Many questions and gaps are left to be answered in the field of RNA hitchhiking. For instance, which organelles/states are involved in mRNA hitchhiking and how do the dynamic contact sites forming between organelles contribute to this process? Additionally, we ought to characterise the components that mediate hitchhiking of RNA granules onto different organelles, such as understanding which linker proteins and RBPs are involved. Moreover, it is unclear whether certain transcripts are especially trafficked by this mechanism of transport and what specific roles this might play in regulating homeostasis within the distal neuronal compartments. It is also important to ask whether this mechanism of transport contributes in a precise manner to neurodegenerative diseases.

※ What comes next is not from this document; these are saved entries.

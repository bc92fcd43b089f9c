use hecs::World;

use crate::components::{ActorFsm, ActorState, Animator, Velocity};
use crate::engine::anim::AnimationSink;

/// Horizontal speed below which a walker counts as standing.
const WALK_THRESHOLD: f32 = 0.01;

/// Write the state-derived animation parameters for one actor.
///
/// Parameters are pushed every tick; one-shot triggers (`attack1`, `shoot`,
/// `takeDamage`, ...) are fired by the systems that cause them.
pub fn write_params(sink: &mut impl AnimationSink, state: &ActorState, velocity: glam::Vec2) {
    let walking = velocity.x.abs() > WALK_THRESHOLD;

    sink.set_bool(
        "isWalking",
        walking && matches!(state, ActorState::Patrolling | ActorState::Moving),
    );
    sink.set_bool(
        "isMoving",
        walking && !matches!(state, ActorState::Dead | ActorState::Hanging),
    );
    sink.set_bool("isJumping", matches!(state, ActorState::Jumping));
    sink.set_bool("isFalling", matches!(state, ActorState::Falling));
    sink.set_bool("isCrouching", matches!(state, ActorState::Crouching));
    sink.set_bool("isRolling", matches!(state, ActorState::Rolling { .. }));
    sink.set_bool("isHanging", matches!(state, ActorState::Hanging));
    sink.set_bool("isClimbing", matches!(state, ActorState::Climbing { .. }));
    sink.set_bool("isDead", matches!(state, ActorState::Dead));
    sink.set_float("fallSpeed", velocity.y);
}

/// Forget last tick's triggers. First thing in every tick.
pub fn begin_animation_tick(world: &mut World) {
    for (_e, anim) in world.query_mut::<&mut Animator>() {
        anim.begin_tick();
    }
}

/// Reads `ActorFsm` + `Velocity`, writes `Animator` parameters. Runs after
/// every system that can change state or velocity.
pub fn animation_system(world: &mut World) {
    for (_e, (fsm, vel, anim)) in world.query_mut::<(&ActorFsm, &Velocity, &mut Animator)>() {
        write_params(anim, &fsm.state, vel.0);
    }
}
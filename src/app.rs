use std::fmt;
use std::fs::File;
use std::io::BufWriter;

use hecs::{CommandBuffer, Entity, World};
use rand::SeedableRng;
use rand_chacha::ChaCha8Rng;
use tracing::{debug, info};

use crate::components::{ActorFsm, ActorState, Enemy, EnemyKind, Health, Position};
use crate::config::Tuning;
use crate::engine::input::InputScript;
use crate::engine::time::{FixedStep, FIXED_DT};
use crate::recording::{RecordError, Recorder};
use crate::scene::arena::load_arena;
use crate::scene::level::Level;
use crate::systems::health::fraction;
use crate::systems::{
    animation_system, begin_animation_tick, contact_damage_system, cooldown_system,
    damage_system, despawn_system, enemy_system, grounded_system, physics_step,
    player_movement_system, player_state_system, projectile_system,
};

/// Headless simulation: the ECS world, its level, and the fixed-step clock.
pub struct Simulation {
    world: World,
    level: Level,
    tuning: Tuning,
    rng: ChaCha8Rng,
    player: Entity,
    script: InputScript,
    clock: FixedStep,
    tick: u64,
    time: f32,
    recorder: Option<Recorder<BufWriter<File>>>,
}

impl Simulation {
    /// Build the default arena with the given tuning and RNG seed.
    pub fn new(tuning: Tuning, seed: u64, script: InputScript) -> Self {
        let mut world = World::new();
        let (level, player) = load_arena(&mut world, &tuning);
        info!(seed, actors = world.len(), "arena loaded");
        Self {
            world,
            level,
            tuning,
            rng: ChaCha8Rng::seed_from_u64(seed),
            player,
            script,
            clock: FixedStep::new(),
            tick: 0,
            time: 0.0,
            recorder: None,
        }
    }

    pub fn with_recorder(mut self, recorder: Recorder<BufWriter<File>>) -> Self {
        self.recorder = Some(recorder);
        self
    }

    pub fn time(&self) -> f32 {
        self.time
    }

    /// Feed a variable frame time; runs as many fixed ticks as are due.
    pub fn advance(&mut self, frame_dt: f32) -> Result<u32, RecordError> {
        let ticks = self.clock.advance(frame_dt);
        for _ in 0..ticks {
            self.step(FIXED_DT)?;
        }
        Ok(ticks)
    }

    /// Run every system once, in order. Drivers pass `FIXED_DT`.
    pub fn step(&mut self, dt: f32) -> Result<(), RecordError> {
        let input = self.script.sample(self.time, self.time + dt);
        let mut cmd = CommandBuffer::new();

        begin_animation_tick(&mut self.world);
        cooldown_system(&mut self.world, dt);

        player_state_system(&mut self.world, &input, &self.tuning, &self.level, &mut cmd, dt);
        player_movement_system(&mut self.world, &input, &self.tuning.player);

        let mut damage = enemy_system(
            &mut self.world,
            &self.tuning,
            &self.level,
            &mut self.rng,
            &mut cmd,
            dt,
        );

        let contacts = physics_step(&mut self.world, &self.level, self.tuning.world.gravity, dt);
        grounded_system(&mut self.world, &contacts);

        damage.extend(projectile_system(&mut self.world, &self.level, &mut cmd, dt));
        damage.extend(contact_damage_system(&mut self.world));
        damage_system(&mut self.world, &damage, self.tuning.world.death_removal_delay);

        despawn_system(&mut self.world, &mut cmd, dt);
        animation_system(&mut self.world);
        cmd.run_on(&mut self.world);

        self.tick += 1;
        self.time += dt;
        if !damage.is_empty() {
            debug!(tick = self.tick, hits = damage.len(), "damage resolved");
        }

        if let Some(recorder) = self.recorder.as_mut() {
            recorder.record(&self.world, self.tick, self.time)?;
        }
        Ok(())
    }

    /// Run until `seconds` of simulated time have passed.
    pub fn run_for(&mut self, seconds: f32) -> Result<(), RecordError> {
        let ticks = (seconds.max(0.0) / FIXED_DT).round() as u64;
        for _ in 0..ticks {
            self.step(FIXED_DT)?;
        }
        Ok(())
    }

    /// Flush the recorder, if any. Returns the number of lines written.
    pub fn finish(&mut self) -> Result<Option<u64>, RecordError> {
        match self.recorder.take() {
            Some(recorder) => {
                let lines = recorder.lines();
                recorder.finish()?;
                Ok(Some(lines))
            }
            None => Ok(None),
        }
    }

    pub fn summary(&self) -> Summary {
        let player = self
            .world
            .query_one::<(&ActorFsm, &Health, &Position)>(self.player)
            .ok()
            .and_then(|mut q| q.get().map(|(fsm, health, pos)| ActorLine {
                label: "player".to_string(),
                state: fsm.state.label(),
                health: fraction(health),
                x: pos.0.x,
                y: pos.0.y,
            }));

        let mut enemies: Vec<(u32, ActorLine)> = self
            .world
            .query::<(&Enemy, &ActorFsm, &Health, &Position)>()
            .iter()
            .map(|(entity, (enemy, fsm, health, pos))| {
                let name = match enemy.0 {
                    EnemyKind::Brawler => "brawler",
                    EnemyKind::Bomber => "bomber",
                };
                (
                    entity.id(),
                    ActorLine {
                        label: format!("{name}#{}", entity.id()),
                        state: fsm.state.label(),
                        health: fraction(health),
                        x: pos.0.x,
                        y: pos.0.y,
                    },
                )
            })
            .collect();
        enemies.sort_by_key(|(id, _)| *id);

        let enemies_dead = self
            .world
            .query::<(&Enemy, &ActorFsm)>()
            .iter()
            .filter(|(_e, (_enemy, fsm))| fsm.state == ActorState::Dead)
            .count();

        Summary {
            ticks: self.tick,
            time: self.time,
            player,
            enemies: enemies.into_iter().map(|(_, line)| line).collect(),
            enemies_dead,
        }
    }
}

/// One actor's line in the end-of-run report.
#[derive(Debug, Clone)]
pub struct ActorLine {
    pub label: String,
    pub state: &'static str,
    /// Health as a share of max.
    pub health: f32,
    pub x: f32,
    pub y: f32,
}

/// End-of-run report printed by the binary.
#[derive(Debug, Clone)]
pub struct Summary {
    pub ticks: u64,
    pub time: f32,
    /// `None` once the player has been removed.
    pub player: Option<ActorLine>,
    /// Enemies still in the world, dead ones included until removed.
    pub enemies: Vec<ActorLine>,
    pub enemies_dead: usize,
}

impl fmt::Display for ActorLine {
    fn fmt(&self, f: &mut fmt::Formatter<'_>) -> fmt::Result {
        write!(
            f,
            "{:<12} {:<11} hp {:>3.0}%  at ({:.2}, {:.2})",
            self.label,
            self.state,
            self.health * 100.0,
            self.x,
            self.y
        )
    }
}

impl fmt::Display for Summary {
    fn fmt(&self, f: &mut fmt::Formatter<'_>) -> fmt::Result {
        writeln!(f, "{} ticks, {:.2}s simulated", self.ticks, self.time)?;
        match &self.player {
            Some(line) => writeln!(f, "  {line}")?,
            None => writeln!(f, "  player       removed")?,
        }
        for line in &self.enemies {
            writeln!(f, "  {line}")?;
        }
        write!(f, "  {} enemy(s) dead", self.enemies_dead)
    }
}

#[cfg(test)]
impl Simulation {
    fn world(&self) -> &World {
        &self.world
    }

    fn world_mut(&mut self) -> &mut World {
        &mut self.world
    }

    fn player(&self) -> Entity {
        self.player
    }
}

A large body of evidence shows that mRNA granules are transported by direct binding to motor proteins. Therefore, another important question that arises is how this mode of transport integrates with organelle-based mRNA hitchhiking. To date, there have been no studies investigating how these two mechanisms act as parallel routes for mRNA transport. They may, for instance, carry different mRNA cargoes to distinct subcellular locations, or perhaps they may carry overlapping sets of transcripts, but are preferentially deployed during specific cellular states, such as stress. These distinct transport mechanisms may also transport mRNAs to different compartments within neurons, for example, direct motor-mRNP interactions could be used for dendritic/short-distance transport of mRNA granules, whilst mRNA hitchhiking could be employed for long-distance transport down the axon. Further studies are urgently needed to test these hypotheses and explore whether such mechanisms are complementary or mutually exclusive.

Concluding remarks

mRNA transport is a conserved phenomenon that is essential for the correct development and functioning of many organisms across the evolutionary landscape. Major strides have been made in our understanding of mRNA transport from studies in animal models and tissues investigating seemingly unrelated processes. However, despite the vast knowledge acquired so far in mRNA transport dynamics, a new and evolutionary conserved pathway of mRNA transport via organelle hitchhiking has now emerged. Endolysosomal hitchhiking may be acting as a parsimonious mechanism for conserving cellular energy by tying the transport of organelles and mRNAs to one “carrier” system. This mechanism might also be playing important roles in grouping specific mRNAs together for efficient targeting to certain organelles, such as the mitochondria. Whatever maybe the case, there are many exciting questions that are waiting to be addressed, perhaps ushering a new era of axonal transport research.